Hay muchos países en donde se habla español -dijo Karkov-. Y no deben de ser todos tan difíciles de entender como España. Tiene usted que recordar, además, que desde hace nueve meses no es usted profesor. En nueve meses ha aprendido usted quizás un nuevo oficio. ¿Cuántos libros de dialéctica ha leído usted?
He leído el Manual del Marxismo, de Emil Burns. Nada más que eso.
- Si lo ha leído usted hasta el final, es un buen comienzo. Tiene mil quinientas páginas y puede uno entretenerse en cada una de ellas un poco de tiempo. Pero hay otras cosas que debiera usted leer.
- No tengo tiempo de leer ahora.
- Ya lo sé -dijo Karkov-. Quiero decir después. Hay muchas cosas que conviene leer para comprender algo de lo que está pasando. De todo ello saldrá un día un libro, un libro que será muy útil y que explicará muchas cosas que hay que saber. Quizá lo escriba yo. Confío en ser yo quien lo escriba.

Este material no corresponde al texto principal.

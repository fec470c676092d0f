//! `runner::drive` contra gates reales: la pregunta abierta al operador no
//! debe impedir que el run termine por timeout o por interrupción.
use std::sync::Arc;
use std::time::Duration;

use deployflow::runner::{drive, Approvals};
use flow_core::{ApprovalDecision, EnvironmentRegistry, FailureReason, RunCoordinator, RunStatus, Step,
                WorkflowDefinition, WorkflowEngine};
use tokio::sync::mpsc;

fn gated_deploy() -> WorkflowDefinition {
    WorkflowDefinition::builder("deploy").step(Step::from_fn("plan", |_| Ok("plan ok".into())))
                                         .step(Step::from_fn("apply", |_| Ok("applied".into())).requiring_approval())
                                         .build()
                                         .unwrap()
}

fn coordinator(engine: WorkflowEngine) -> RunCoordinator {
    RunCoordinator::with_engine(Arc::new(EnvironmentRegistry::builtin()), gated_deploy(), Arc::new(engine))
}

#[tokio::test]
async fn approval_timeout_ends_the_run_while_the_question_is_open() {
    let coord = coordinator(WorkflowEngine::new().with_approval_timeout(Duration::from_millis(100)));
    let handle = coord.trigger("prod").unwrap();
    // Nadie contesta, pero la entrada sigue abierta.
    let (_tx, rx) = mpsc::unbounded_channel();
    let mut approvals = Approvals::Interactive(rx);

    let run = tokio::time::timeout(Duration::from_secs(5),
                                   drive(&coord, handle.run_id, &mut approvals, std::future::pending()))
              .await
              .expect("drive returned")
              .unwrap();
    assert_eq!(run.overall_status, RunStatus::Failed);
    assert_eq!(run.failure, Some(FailureReason::ApprovalTimeout { step_id: "apply".into() }));
}

#[tokio::test]
async fn interrupt_at_the_question_cancels_the_run() {
    let coord = coordinator(WorkflowEngine::new());
    let handle = coord.trigger("prod").unwrap();
    let (_tx, rx) = mpsc::unbounded_channel();
    let mut approvals = Approvals::Interactive(rx);
    let interrupt = tokio::time::sleep(Duration::from_millis(500));

    let run = tokio::time::timeout(Duration::from_secs(5), drive(&coord, handle.run_id, &mut approvals, interrupt))
              .await
              .expect("drive returned")
              .unwrap();
    assert_eq!(run.failure, Some(FailureReason::Cancelled));
    assert!(run.cancel_requested);
    assert!(!coord.engine().gate().is_pending(handle.run_id, "apply"));
}

#[tokio::test]
async fn typed_yes_approves_the_gate() {
    let coord = coordinator(WorkflowEngine::new());
    let handle = coord.trigger("prod").unwrap();
    let (tx, rx) = mpsc::unbounded_channel();
    tx.send("yes".to_string()).unwrap();
    let mut approvals = Approvals::Interactive(rx);

    let run = drive(&coord, handle.run_id, &mut approvals, std::future::pending()).await.unwrap();
    assert_eq!(run.overall_status, RunStatus::Succeeded);
    assert_eq!(run.results[1].output, "applied");
}

#[tokio::test]
async fn closed_input_rejects_the_gate() {
    let coord = coordinator(WorkflowEngine::new());
    let handle = coord.trigger("prod").unwrap();
    let (tx, rx) = mpsc::unbounded_channel::<String>();
    drop(tx);
    let mut approvals = Approvals::Interactive(rx);

    let run = drive(&coord, handle.run_id, &mut approvals, std::future::pending()).await.unwrap();
    assert_eq!(run.failure, Some(FailureReason::ApprovalRejected { step_id: "apply".into() }));
}

#[tokio::test]
async fn fixed_reject_needs_no_input() {
    let coord = coordinator(WorkflowEngine::new());
    let handle = coord.trigger("prod").unwrap();
    let mut approvals = Approvals::Fixed(ApprovalDecision::Reject);

    let run = drive(&coord, handle.run_id, &mut approvals, std::future::pending()).await.unwrap();
    assert_eq!(run.exit_code(), 1);
    assert_eq!(run.results.len(), 2);
}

- No sé quién podría hacerlo mejor.
- No me adule usted -dijo Karkov-. Yo soy periodista; pero, como todos los periodistas, quisiera hacer literatura. En estos momentos estoy muy ocupado en un trabajo sobre Calvo Sotelo. Era un verdadero fascista, un verdadero fascista español. Franco y todos los demás no lo son. He estado estudiando todos los escritos y los discursos de Calvo Sotelo. Era muy inteligente y fue muy inteligente el que le mataran.
- Yo creía que usted no era partidario del asesinato político.
- Se practica muy a menudo -explicó Karkov-. Muy a menudo.
- Pero…
- No creemos en los actos individuales de terrorismo -dijo Karkov, sonriendo-. Y todavía menos, desde luego, cuando son perpetrados por criminales o por organizaciones contrarrevolucionarias. Odiamos la doblez y la perfidia de esas hienas asesinas de destructores bujarinistas y esos desechos humanos, como Zinoviev, Kamenev, Rikov y sus secuaces. Odiamos y aborrecemos a esos enemigos del género humano -dijo, volviendo a sonreír-. Pero creo, sin embargo, que puedo decirle que el asesinato político se usa muy ampliamente.
- ¿Quiere usted decir…?
- No quiero decir nada. Pero, indudablemente, ejecutamos y aniquilamos a esos verdaderos demonios, a esos desechos humanos, a esos perros traidores de generales y a esos repugnantes almirantes indignos de la confianza que se ha puesto en ellos.
»Todos ellos son destruidos; no asesinados. ¿Ve usted la diferencia?
- La veo -dijo Robert Jordan.
- Y porque gaste bromas de vez en cuando, y usted sabe lo peligrosas que pueden resultar las bromas, no crea que los españoles van a dejar de lamentar el no haber fusilado a ciertos generales que ahora tienen mando de tropas. Aunque no me gustan los fusilamientos; ¿me ha comprendido?
- A mí no me importan -contestó Robert Jordan-; no me gustan, pero no me importan.
- Ya lo sé -contestó Karkov-; ya me lo habían dicho.